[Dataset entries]
---------------
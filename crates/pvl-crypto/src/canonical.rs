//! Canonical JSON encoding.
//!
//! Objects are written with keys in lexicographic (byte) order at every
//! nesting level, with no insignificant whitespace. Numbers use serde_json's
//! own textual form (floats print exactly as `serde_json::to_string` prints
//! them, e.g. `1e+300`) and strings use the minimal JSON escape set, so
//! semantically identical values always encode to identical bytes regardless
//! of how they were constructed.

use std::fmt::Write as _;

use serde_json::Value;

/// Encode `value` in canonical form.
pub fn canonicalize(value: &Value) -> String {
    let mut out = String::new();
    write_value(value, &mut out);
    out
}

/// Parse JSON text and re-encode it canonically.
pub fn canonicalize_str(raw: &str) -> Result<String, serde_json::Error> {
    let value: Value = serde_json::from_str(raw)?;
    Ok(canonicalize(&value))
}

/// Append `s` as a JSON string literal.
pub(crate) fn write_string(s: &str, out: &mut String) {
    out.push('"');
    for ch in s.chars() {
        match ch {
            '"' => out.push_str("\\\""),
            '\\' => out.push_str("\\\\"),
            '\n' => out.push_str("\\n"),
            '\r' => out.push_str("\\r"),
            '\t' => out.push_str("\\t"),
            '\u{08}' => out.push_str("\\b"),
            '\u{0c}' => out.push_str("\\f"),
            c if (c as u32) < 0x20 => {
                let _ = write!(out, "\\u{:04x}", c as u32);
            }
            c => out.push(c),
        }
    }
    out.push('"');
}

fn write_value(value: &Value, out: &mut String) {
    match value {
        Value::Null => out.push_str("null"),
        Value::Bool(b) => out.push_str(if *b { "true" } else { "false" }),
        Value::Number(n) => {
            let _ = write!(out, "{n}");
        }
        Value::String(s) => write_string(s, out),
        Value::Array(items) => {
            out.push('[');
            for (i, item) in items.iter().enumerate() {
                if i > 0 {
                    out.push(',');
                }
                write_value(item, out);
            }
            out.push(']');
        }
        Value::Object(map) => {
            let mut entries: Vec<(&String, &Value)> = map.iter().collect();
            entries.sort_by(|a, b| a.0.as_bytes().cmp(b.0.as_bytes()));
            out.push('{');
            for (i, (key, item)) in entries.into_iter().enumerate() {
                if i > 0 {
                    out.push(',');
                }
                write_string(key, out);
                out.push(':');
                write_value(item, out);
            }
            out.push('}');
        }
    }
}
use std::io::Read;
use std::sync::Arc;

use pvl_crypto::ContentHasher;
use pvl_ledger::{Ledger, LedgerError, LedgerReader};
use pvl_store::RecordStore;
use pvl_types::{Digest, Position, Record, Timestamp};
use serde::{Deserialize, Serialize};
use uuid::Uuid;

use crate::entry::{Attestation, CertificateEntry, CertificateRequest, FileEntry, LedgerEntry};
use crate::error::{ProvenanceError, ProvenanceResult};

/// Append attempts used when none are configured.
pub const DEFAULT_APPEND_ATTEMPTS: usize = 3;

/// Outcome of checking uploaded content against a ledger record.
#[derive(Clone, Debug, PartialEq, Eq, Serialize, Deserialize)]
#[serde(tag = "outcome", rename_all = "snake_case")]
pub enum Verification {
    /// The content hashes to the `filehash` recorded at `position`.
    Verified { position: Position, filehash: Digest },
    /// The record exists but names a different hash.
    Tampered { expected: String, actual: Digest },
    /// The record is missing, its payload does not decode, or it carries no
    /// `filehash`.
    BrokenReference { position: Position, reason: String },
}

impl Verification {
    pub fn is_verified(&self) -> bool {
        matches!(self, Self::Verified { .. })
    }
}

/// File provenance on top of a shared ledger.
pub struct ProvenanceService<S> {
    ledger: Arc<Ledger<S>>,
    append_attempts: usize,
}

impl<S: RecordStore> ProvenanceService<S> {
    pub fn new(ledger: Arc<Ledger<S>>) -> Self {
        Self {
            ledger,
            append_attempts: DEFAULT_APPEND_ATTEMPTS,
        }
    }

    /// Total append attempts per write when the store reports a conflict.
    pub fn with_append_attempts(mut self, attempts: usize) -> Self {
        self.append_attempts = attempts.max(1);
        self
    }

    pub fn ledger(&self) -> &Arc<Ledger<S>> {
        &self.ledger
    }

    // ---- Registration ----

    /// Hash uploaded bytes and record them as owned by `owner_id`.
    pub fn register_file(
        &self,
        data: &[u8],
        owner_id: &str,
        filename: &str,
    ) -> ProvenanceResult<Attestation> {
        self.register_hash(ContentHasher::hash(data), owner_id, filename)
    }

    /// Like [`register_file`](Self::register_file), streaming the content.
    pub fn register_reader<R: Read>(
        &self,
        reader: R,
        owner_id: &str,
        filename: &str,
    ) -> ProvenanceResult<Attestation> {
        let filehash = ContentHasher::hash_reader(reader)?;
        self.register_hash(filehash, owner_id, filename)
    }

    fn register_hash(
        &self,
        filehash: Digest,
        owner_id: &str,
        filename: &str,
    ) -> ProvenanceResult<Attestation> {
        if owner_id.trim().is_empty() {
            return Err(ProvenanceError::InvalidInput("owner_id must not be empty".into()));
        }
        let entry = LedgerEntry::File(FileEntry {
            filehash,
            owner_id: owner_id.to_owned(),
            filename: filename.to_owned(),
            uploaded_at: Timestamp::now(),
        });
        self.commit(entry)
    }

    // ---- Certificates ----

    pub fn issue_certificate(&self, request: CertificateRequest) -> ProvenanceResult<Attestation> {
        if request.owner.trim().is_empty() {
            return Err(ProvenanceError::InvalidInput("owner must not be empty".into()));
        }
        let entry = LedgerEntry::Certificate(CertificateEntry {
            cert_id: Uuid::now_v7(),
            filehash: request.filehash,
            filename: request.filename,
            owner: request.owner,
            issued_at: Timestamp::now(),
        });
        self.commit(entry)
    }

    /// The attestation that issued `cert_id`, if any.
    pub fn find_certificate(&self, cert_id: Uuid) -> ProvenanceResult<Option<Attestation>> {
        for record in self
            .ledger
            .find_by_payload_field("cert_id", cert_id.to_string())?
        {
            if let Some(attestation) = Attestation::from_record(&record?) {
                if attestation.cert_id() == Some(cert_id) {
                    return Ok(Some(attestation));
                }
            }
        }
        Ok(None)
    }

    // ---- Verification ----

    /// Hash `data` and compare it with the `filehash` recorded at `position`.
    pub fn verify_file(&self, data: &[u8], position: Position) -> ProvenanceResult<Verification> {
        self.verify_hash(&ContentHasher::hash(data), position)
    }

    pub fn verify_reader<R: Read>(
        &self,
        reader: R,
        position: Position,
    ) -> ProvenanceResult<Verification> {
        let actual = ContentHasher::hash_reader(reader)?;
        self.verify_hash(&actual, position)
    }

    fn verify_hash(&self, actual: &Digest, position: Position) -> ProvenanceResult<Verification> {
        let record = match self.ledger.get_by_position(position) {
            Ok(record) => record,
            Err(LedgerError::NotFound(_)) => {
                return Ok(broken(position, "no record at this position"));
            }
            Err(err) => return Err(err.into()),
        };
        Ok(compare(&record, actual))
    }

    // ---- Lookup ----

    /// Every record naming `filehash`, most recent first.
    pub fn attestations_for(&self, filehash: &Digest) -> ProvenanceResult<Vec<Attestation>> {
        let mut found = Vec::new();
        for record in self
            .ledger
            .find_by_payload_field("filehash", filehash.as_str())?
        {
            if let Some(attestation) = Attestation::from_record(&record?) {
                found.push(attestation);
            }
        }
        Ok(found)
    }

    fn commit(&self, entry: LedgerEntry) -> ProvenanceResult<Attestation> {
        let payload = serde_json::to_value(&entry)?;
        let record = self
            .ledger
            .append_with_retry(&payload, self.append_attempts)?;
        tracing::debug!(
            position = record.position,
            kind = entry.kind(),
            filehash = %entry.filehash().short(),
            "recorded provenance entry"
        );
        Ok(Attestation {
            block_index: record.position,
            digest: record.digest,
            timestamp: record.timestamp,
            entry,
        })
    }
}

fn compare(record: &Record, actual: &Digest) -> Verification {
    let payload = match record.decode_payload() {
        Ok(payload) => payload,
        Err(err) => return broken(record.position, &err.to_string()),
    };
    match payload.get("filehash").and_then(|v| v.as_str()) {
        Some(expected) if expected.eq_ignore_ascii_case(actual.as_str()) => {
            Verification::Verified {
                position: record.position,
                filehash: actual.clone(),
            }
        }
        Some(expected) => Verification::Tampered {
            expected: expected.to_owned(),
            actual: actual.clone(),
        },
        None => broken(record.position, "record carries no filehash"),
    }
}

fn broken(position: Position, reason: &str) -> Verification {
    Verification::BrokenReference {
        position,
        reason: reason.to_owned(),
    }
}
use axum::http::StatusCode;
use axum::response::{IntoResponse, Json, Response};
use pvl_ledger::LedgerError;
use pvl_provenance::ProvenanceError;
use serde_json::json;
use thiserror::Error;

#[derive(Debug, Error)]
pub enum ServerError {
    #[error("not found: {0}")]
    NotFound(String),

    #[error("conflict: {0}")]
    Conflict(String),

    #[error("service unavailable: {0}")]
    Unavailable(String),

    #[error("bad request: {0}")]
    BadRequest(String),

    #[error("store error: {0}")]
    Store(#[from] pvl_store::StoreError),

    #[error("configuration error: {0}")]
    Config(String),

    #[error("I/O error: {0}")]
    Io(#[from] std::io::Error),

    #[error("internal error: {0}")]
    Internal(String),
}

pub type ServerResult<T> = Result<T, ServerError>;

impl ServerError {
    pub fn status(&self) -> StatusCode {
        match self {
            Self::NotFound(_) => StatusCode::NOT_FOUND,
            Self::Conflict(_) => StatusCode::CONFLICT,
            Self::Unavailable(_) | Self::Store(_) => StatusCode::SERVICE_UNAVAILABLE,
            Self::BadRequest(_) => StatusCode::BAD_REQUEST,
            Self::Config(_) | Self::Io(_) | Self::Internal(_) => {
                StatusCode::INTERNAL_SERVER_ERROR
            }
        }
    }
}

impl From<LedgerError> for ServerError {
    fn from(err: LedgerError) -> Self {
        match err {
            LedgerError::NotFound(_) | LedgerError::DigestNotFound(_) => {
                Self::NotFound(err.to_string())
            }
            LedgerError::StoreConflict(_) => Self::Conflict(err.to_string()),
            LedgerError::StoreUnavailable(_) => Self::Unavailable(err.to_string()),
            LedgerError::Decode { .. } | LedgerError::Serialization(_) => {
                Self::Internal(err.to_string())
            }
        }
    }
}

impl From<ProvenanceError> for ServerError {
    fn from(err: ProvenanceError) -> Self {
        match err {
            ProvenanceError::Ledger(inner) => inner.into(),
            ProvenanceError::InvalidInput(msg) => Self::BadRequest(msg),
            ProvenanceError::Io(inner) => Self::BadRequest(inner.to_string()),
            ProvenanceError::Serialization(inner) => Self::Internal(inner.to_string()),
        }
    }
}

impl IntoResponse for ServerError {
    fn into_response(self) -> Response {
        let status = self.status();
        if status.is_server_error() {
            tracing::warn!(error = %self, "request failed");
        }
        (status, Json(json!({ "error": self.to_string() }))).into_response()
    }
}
---------------
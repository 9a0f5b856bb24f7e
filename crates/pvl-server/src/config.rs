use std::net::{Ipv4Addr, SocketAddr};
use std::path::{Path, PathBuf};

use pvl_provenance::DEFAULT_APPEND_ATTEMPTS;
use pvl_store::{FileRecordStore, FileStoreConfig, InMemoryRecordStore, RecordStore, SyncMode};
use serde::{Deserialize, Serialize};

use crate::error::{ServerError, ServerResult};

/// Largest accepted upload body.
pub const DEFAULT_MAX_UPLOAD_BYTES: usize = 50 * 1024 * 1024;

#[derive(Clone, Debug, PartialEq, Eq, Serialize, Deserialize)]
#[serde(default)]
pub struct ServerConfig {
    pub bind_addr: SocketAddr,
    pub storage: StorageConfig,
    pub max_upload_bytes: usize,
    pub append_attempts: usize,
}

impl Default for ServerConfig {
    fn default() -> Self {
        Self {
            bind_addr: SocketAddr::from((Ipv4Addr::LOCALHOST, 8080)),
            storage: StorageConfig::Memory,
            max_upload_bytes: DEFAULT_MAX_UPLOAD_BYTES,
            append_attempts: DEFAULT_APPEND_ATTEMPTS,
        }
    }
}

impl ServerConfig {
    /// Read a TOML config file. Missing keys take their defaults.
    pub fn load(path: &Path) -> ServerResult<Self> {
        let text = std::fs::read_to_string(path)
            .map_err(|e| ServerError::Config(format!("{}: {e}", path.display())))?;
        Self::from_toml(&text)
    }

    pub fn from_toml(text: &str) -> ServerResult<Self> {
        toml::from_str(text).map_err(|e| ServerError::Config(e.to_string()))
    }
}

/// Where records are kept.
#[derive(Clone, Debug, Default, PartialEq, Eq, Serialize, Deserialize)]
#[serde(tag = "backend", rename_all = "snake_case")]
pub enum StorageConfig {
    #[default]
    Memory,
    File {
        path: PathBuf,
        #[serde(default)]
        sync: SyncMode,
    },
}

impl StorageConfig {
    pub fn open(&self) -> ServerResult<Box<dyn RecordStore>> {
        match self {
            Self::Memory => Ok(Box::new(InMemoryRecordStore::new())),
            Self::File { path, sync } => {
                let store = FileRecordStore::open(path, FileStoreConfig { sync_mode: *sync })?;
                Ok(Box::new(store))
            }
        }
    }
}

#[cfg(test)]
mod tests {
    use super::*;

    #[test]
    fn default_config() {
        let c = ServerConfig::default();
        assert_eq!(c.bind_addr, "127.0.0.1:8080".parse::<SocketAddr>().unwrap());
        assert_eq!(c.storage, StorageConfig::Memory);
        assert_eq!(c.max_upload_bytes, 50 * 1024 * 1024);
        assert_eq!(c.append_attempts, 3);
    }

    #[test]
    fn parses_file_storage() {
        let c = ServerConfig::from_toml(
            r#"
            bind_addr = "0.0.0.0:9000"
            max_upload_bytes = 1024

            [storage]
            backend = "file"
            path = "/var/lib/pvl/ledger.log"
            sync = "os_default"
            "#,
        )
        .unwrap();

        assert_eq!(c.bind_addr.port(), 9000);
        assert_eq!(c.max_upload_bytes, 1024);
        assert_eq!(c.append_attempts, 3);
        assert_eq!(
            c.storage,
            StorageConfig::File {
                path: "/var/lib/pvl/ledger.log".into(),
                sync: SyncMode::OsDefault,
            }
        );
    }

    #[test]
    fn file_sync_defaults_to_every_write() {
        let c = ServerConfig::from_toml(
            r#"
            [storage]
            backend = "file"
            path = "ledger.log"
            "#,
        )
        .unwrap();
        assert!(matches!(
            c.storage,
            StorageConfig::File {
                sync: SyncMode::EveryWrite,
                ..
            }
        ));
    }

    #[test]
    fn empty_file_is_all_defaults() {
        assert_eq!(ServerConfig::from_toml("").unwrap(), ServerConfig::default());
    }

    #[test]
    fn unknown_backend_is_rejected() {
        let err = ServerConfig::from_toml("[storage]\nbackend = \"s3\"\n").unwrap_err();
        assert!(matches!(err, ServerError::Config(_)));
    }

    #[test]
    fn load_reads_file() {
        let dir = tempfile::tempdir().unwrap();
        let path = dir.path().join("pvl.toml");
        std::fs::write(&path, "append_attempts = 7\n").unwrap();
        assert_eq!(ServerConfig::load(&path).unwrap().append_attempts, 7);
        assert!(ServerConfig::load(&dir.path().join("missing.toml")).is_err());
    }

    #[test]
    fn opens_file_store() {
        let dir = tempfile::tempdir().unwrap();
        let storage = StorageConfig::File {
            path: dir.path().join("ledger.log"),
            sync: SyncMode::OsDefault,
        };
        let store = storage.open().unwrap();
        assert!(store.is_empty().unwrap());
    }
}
---------------
What the task requires - Filter the records above for the string "FileEntry" and copy each matching line.

Answer to this exercise -
use crate::entry::{Attestation, CertificateEntry, CertificateRequest, FileEntry, LedgerEntry};
        let entry = LedgerEntry::File(FileEntry {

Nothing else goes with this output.